For the development of the national systems, different variants can be thought of: National stakeholder organisations could decide to develop their own system e.g. in order to perfectly embed it into a pre-existing IT infrastructure in the pharmacies. The downside of this approach is the need to acquire the necessary knowhow and to bear the costs for system design and implementation all alone.
It could as well be that several countries liaise to develop and operate a joint system. And finally, the ‘Greenfield' approach is an offer where a European stakeholder organisation would develop one verification repository template that would then be parameterised to national needs so as to end up with a set of parameterised Greenfield instances that are all operated by the European organisation on behalf of the individual national stakeholder organisations.

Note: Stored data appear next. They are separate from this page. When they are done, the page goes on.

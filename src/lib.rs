//! vkrestore: live object-graph tracking for a Vulkan-style API, with restore-point capture
//! and replay.
//!
//! Layers, leaves first:
//! - `reference`: shared-ownership registry with weak lookup by id.
//! - `state`: control blocks, object trackers and the `StateTracker` (dependency graph,
//!   sub-resource layouts, recorded operations).
//! - `restore_point`: the creator (graph -> files) and the applier (files -> new objects).
//!
//! Support modules: `object` (identities, kinds, construction parameters), `command`
//! (recorded operations), `codec` (binary/JSON encoding), `config`, `metrics`, `error`.

pub mod codec;
pub mod command;
pub mod config;
pub mod error;
pub mod metrics;
pub mod object;
pub mod reference;
pub mod restore_point;
pub mod state;

pub use command::{Command, CommandStream};
pub use config::{RestorePointBuilder, RestorePointConfig};
pub use error::{Error, Result};
pub use object::{Binding, CreateInfo, Identity, ObjectKind, ObjectState, StateUpdate, Status};
pub use reference::{IdCounter, Reference, Registry};
pub use restore_point::{
    apply, apply_ex, create, ApplyMode, ApplySummary, CreateSummary, NativeApi,
    RestorePointApplier, RestorePointCreator, ShadowDevice,
};
pub use state::{ControlBlock, ObjectRef, ObjectTracker, StateTracker};
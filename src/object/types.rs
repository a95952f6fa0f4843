//! Small fixed-layout structures shared by construction parameters and recorded operations.

use ash::vk;

use crate::codec::record_struct;

record_struct! {
    #[derive(Copy, Default, Eq)]
    pub struct Extent2D {
        pub width: u32,
        pub height: u32,
    }
}

record_struct! {
    #[derive(Copy, Default, Eq)]
    pub struct Extent3D {
        pub width: u32,
        pub height: u32,
        pub depth: u32,
    }
}

record_struct! {
    #[derive(Copy, Default, Eq)]
    pub struct Offset2D {
        pub x: i32,
        pub y: i32,
    }
}

record_struct! {
    #[derive(Copy, Default, Eq)]
    pub struct Offset3D {
        pub x: i32,
        pub y: i32,
        pub z: i32,
    }
}

record_struct! {
    #[derive(Copy, Default, Eq)]
    pub struct Rect2D {
        pub offset: Offset2D,
        pub extent: Extent2D,
    }
}

record_struct! {
    /// Mip/layer window of an image. `level_count` and `layer_count` accept
    /// `vk::REMAINING_MIP_LEVELS` / `vk::REMAINING_ARRAY_LAYERS`.
    #[derive(Copy)]
    pub struct SubresourceRange {
        pub aspect_mask: vk::ImageAspectFlags,
        pub base_mip_level: u32,
        pub level_count: u32,
        pub base_array_layer: u32,
        pub layer_count: u32,
    }
}

impl SubresourceRange {
    /// Every mip level and array layer of the color aspect.
    pub fn whole_color() -> Self {
        Self {
            aspect_mask: vk::ImageAspectFlags::COLOR,
            base_mip_level: 0,
            level_count: vk::REMAINING_MIP_LEVELS,
            base_array_layer: 0,
            layer_count: vk::REMAINING_ARRAY_LAYERS,
        }
    }
}

record_struct! {
    #[derive(Copy)]
    pub struct SubresourceLayers {
        pub aspect_mask: vk::ImageAspectFlags,
        pub mip_level: u32,
        pub base_array_layer: u32,
        pub layer_count: u32,
    }
}

impl SubresourceLayers {
    pub fn as_range(&self) -> SubresourceRange {
        SubresourceRange {
            aspect_mask: self.aspect_mask,
            base_mip_level: self.mip_level,
            level_count: 1,
            base_array_layer: self.base_array_layer,
            layer_count: self.layer_count,
        }
    }
}

record_struct! {
    #[derive(Copy)]
    pub struct ComponentMapping {
        pub r: vk::ComponentSwizzle,
        pub g: vk::ComponentSwizzle,
        pub b: vk::ComponentSwizzle,
        pub a: vk::ComponentSwizzle,
    }
}

impl Default for ComponentMapping {
    fn default() -> Self {
        Self {
            r: vk::ComponentSwizzle::IDENTITY,
            g: vk::ComponentSwizzle::IDENTITY,
            b: vk::ComponentSwizzle::IDENTITY,
            a: vk::ComponentSwizzle::IDENTITY,
        }
    }
}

Thismakes clear: Out of the three organisation alternatives outlined in the concept paper, it's the ‘Stakeholder Governance' model that is preferred by manufacturers, wholesalers, and pharmacists. Thereto Dr. Martin Friedrich, Head ofProduct Tracking and Authentication at Bayer Technology Services GmbH and Program Manager at EFPIA: "Having all partners at one table is key for the success and makes concerns unfounded that the pharmaceutical industry could try to enforce any distinct interests to compensate that they have to pay for the system."
It's Time to Start - Now
What are the next steps? Once having received all answers to the November public consultation paper in the end of April, the EU Commission will publish all answers and comments on their website. This will serve as an input for the further work of the commission that along several steps will finally result in the publication of the ‘Delegated Acts' in 2014.
Subsequently, the EU member states will have three years time to turn them into national law. Seemingly a long timeframe but the experience from the requirements of the Turkish Ministry of Health and the introduction of the non-serialised Data Matrix coding in France reveals the considerable amount of work that manufacturers are facing.
Thereto again Dr. Friedrich: "At first, each company needs to have a master plan that considers the existing IT infrastructure and all packaging sites delivering to the EU with their typically widespread equipment diversityas it evolved over time. The next steps are then the revision of the medium-term budget planning and the selection and assignment of capable suppliers. Those who start late will not be ready in time as there is already a competition for the short resources in the market."